Suggestions for writing a query

Hello Experts,
Need your suggestion please as my knowledge with SQL is basic. I have a table having several thousands of rows. Each set of rows have a common id for example, the first 1000 rows belong to dataset no. 1 and so all have value 1 in the id column. Within these 1000 rows, I need to find the calculation of multiple two rows having same time stamp and compare with another row having similar time stamp.

For example, pick the value contained in the row having field X and pick the value contained in the row having field y, divide them and compare it with the value in the row z by display it as output similar to the columns below. I am not sure if Joins would be the right way as they are all part of the same table.

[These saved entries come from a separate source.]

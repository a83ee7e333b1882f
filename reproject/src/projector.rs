use async_trait::async_trait;
use dyn_clone::DynClone;
use reproject_store::Event;
use serde_json::{Map, Value};
use std::collections::{BTreeMap, HashMap};

use crate::{
    engine::ViewStore,
    error::{MigrationError, Result},
    table::{TableDefinition, TableNames, TableRef},
};

/// One view row, column name to value.
pub type Row = Map<String, Value>;

/// Turns events into view row mutations.
#[async_trait]
pub trait Projector: Send + Sync {
    /// Unique name, matched by dry run patterns.
    fn name(&self) -> String;

    /// Event types this projector consumes. Other events are never handed to
    /// [`Projector::handle`].
    fn message_types(&self) -> Vec<String>;

    fn managed_tables(&self) -> Vec<TableDefinition>;

    /// Applies one event. Events of an aggregate arrive in increasing
    /// sequence number order.
    async fn handle(&self, event: &Event, persistor: &mut dyn Persistor) -> anyhow::Result<()>;

    /// Dedicated persistor overriding `ambient` during replay.
    fn replay_persistor(&self, _ambient: &dyn Persistor) -> Option<Box<dyn Persistor>> {
        None
    }
}

/// Buffered writer of view rows addressed by logical table name.
///
/// A replay worker calls [`Persistor::prepare`], feeds mutations and ends with
/// exactly one [`Persistor::commit`] or [`Persistor::discard`].
#[async_trait]
pub trait Persistor: DynClone + Send + Sync {
    async fn prepare(&mut self) -> Result<()>;

    async fn get(&self, table: &str, key: &Value) -> Result<Option<Row>>;

    async fn upsert(&mut self, table: &str, row: Row) -> Result<()>;

    async fn delete(&mut self, table: &str, key: &Value) -> Result<()>;

    /// Flushes buffered mutations, returns how many were written.
    async fn commit(&mut self) -> Result<usize>;

    /// Drops buffered mutations, returns how many were dropped.
    async fn discard(&mut self) -> Result<usize>;

    /// Number of buffered mutations.
    fn pending(&self) -> usize;

    /// Empty persistor writing to the same destination, owned by one worker.
    fn fork(&self) -> Box<dyn Persistor>;
}

dyn_clone::clone_trait_object!(Persistor);

/// What happens to buffered rows at the end of a replay.
#[derive(Debug, Clone, Copy, PartialEq, Eq, Default)]
pub enum TransactionPolicy {
    #[default]
    Commit,
    Discard,
}

#[derive(Debug, Clone)]
enum Mutation {
    Upsert(Row),
    Delete(Value),
}

#[derive(Debug, Clone)]
struct Buffer {
    table: TableRef,
    rows: BTreeMap<String, Mutation>,
}

/// Persistor buffering rows per physical table and flushing them into the
/// view store on commit.
///
/// Logical names are resolved through [`TableNames`] when a mutation is
/// buffered, so rebinding tables affects later mutations only.
#[derive(Clone)]
pub struct ReplayPersistor {
    views: ViewStore,
    table_names: TableNames,
    buffers: HashMap<String, Buffer>,
}

impl ReplayPersistor {
    pub fn new(views: ViewStore, table_names: TableNames) -> Self {
        Self {
            views,
            table_names,
            buffers: HashMap::new(),
        }
    }

    fn buffer(&mut self, table: &TableRef) -> &mut Buffer {
        self.buffers
            .entry(table.name.to_owned())
            .or_insert_with(|| Buffer {
                table: table.clone(),
                rows: BTreeMap::new(),
            })
    }
}

fn key_of(key: &Value) -> String {
    key.to_string()
}

#[async_trait]
impl Persistor for ReplayPersistor {
    async fn prepare(&mut self) -> Result<()> {
        self.buffers.clear();

        Ok(())
    }

    async fn get(&self, table: &str, key: &Value) -> Result<Option<Row>> {
        let table = self.table_names.resolve(table)?;

        match self
            .buffers
            .get(&table.name)
            .and_then(|buffer| buffer.rows.get(&key_of(key)))
        {
            Some(Mutation::Upsert(row)) => return Ok(Some(row.clone())),
            Some(Mutation::Delete(_)) => return Ok(None),
            _ => {}
        }

        self.views.get_row(&table, key).await
    }

    async fn upsert(&mut self, table: &str, row: Row) -> Result<()> {
        let table = self.table_names.resolve(table)?;
        let key = row
            .get(&table.key)
            .map(key_of)
            .ok_or_else(|| MigrationError::MissingKey {
                table: table.name.to_owned(),
                key: table.key.to_owned(),
            })?;

        self.buffer(&table).rows.insert(key, Mutation::Upsert(row));

        Ok(())
    }

    async fn delete(&mut self, table: &str, key: &Value) -> Result<()> {
        let table = self.table_names.resolve(table)?;

        self.buffer(&table)
            .rows
            .insert(key_of(key), Mutation::Delete(key.clone()));

        Ok(())
    }

    async fn commit(&mut self) -> Result<usize> {
        let mut written = 0;

        for (_, buffer) in self.buffers.drain() {
            written += buffer.rows.len();

            let mut rows = Vec::new();
            let mut keys = Vec::new();

            for mutation in buffer.rows.into_values() {
                match mutation {
                    Mutation::Upsert(row) => rows.push(row),
                    Mutation::Delete(key) => keys.push(key),
                }
            }

            self.views.delete_rows(&buffer.table, keys).await?;
            self.views.upsert_rows(&buffer.table, rows).await?;
        }

        Ok(written)
    }

    async fn discard(&mut self) -> Result<usize> {
        let dropped = self.pending();
        self.buffers.clear();

        Ok(dropped)
    }

    fn pending(&self) -> usize {
        self.buffers.values().map(|buffer| buffer.rows.len()).sum()
    }

    fn fork(&self) -> Box<dyn Persistor> {
        Box::new(Self::new(self.views.clone(), self.table_names.clone()))
    }
}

id | X Value | Y Value | Division Result | Z Value | Time Stamp
1         20                 10                        2                     2              23:59:59
sukhoi35Asked:
Who is Participating?
 
PortletPaulfreelancerCommented:
This result:
| GroupNo | XValue | YValue |       ResultValue | ZValue |         TimeInterval | Organization |
|---------|--------|--------|-------------------|--------|----------------------|--------------|
|       2 |  20.25 |     40 | 1.975308641975308 |   1.97 | 2017-10-01T08:00:00Z |         Org1 |
|       2 |     15 |     20 | 1.333333333333333 |   1.33 | 2017-10-01T18:00:00Z |         Org2 |
|       2 |     10 |     10 |                 1 |      1 | 2017-10-01T08:00:00Z |         Org3 |

Open in new window

From this query:
SELECT
      GroupNo
    , XValue
    , YValue
    , Yvalue / NULLIF(XValue,0) ResultValue
    , ZValue
    , TimeInterval
    , Organization
FROM (
      SELECT
            GroupNo
          , Organization
          , TimeInterval
          , first_value(nValues) over(partition by GroupNo, Organization, TimeInterval
                                      order by (select 1)) XValue
          , lead(nValues,1) over(partition by GroupNo, Organization, TimeInterval
                                 order by (select 1)) YValue
          , lead(nValues,2) over(partition by GroupNo, Organization, TimeInterval
                                 order by (select 1)) ZValue
          , row_number() over(partition by GroupNo, Organization, TimeInterval
                              order by (select 1)) rn
      FROM that_table
    ) d
WHERE rn = 1
;

Open in new window

see  http://sqlfiddle.com/#!6/c0e43/2
CREATE TABLE that_table
    ([GroupNo] int, [Code] varchar(2), [Organization] varchar(4), [TimeInterval] datetime, [nValues] decimal(12,2), [Flag] int)
;
    
INSERT INTO that_table
    ([GroupNo], [Code], [Organization], [TimeInterval], [nValues], [Flag])
VALUES
    (2, 'X1', 'Org1', '2017-10-01 08:00:00', 20.25, 0),
    (2, 'Y1', 'Org1', '2017-10-01 08:00:00', 40, 0),
    (2, 'Z1', 'Org1', '2017-10-01 08:00:00', 1.97, 0),
    (2, 'X1', 'Org2', '2017-10-01 18:00:00', 15, 0),
    (2, 'Y1', 'Org2', '2017-10-01 18:00:00', 20, 0),
    (2, 'Y1', 'Org2', '2017-10-01 18:00:00', 1.33, 0),
    (2, 'X1', 'Org3', '2017-10-01 08:00:00', 10, 0),
    (2, 'Y1', 'Org3', '2017-10-01 08:00:00', 10, 0),
    (2, 'Z1', 'Org3', '2017-10-01 08:00:00', 1, 0)
;

Open in new window

0
 
Olaf DoschkeSoftware DeveloperCommented:
You showed wanted output, thanks.

But what's the input here, can you clarify terms as "multiple two rows" and rows having field x,y,z? As a table has a set of fields, every row has the fields x,y and z. Or are you saying you have a field "name" or "key" with values x,y, or z and another field "value" with the x,y, or z values?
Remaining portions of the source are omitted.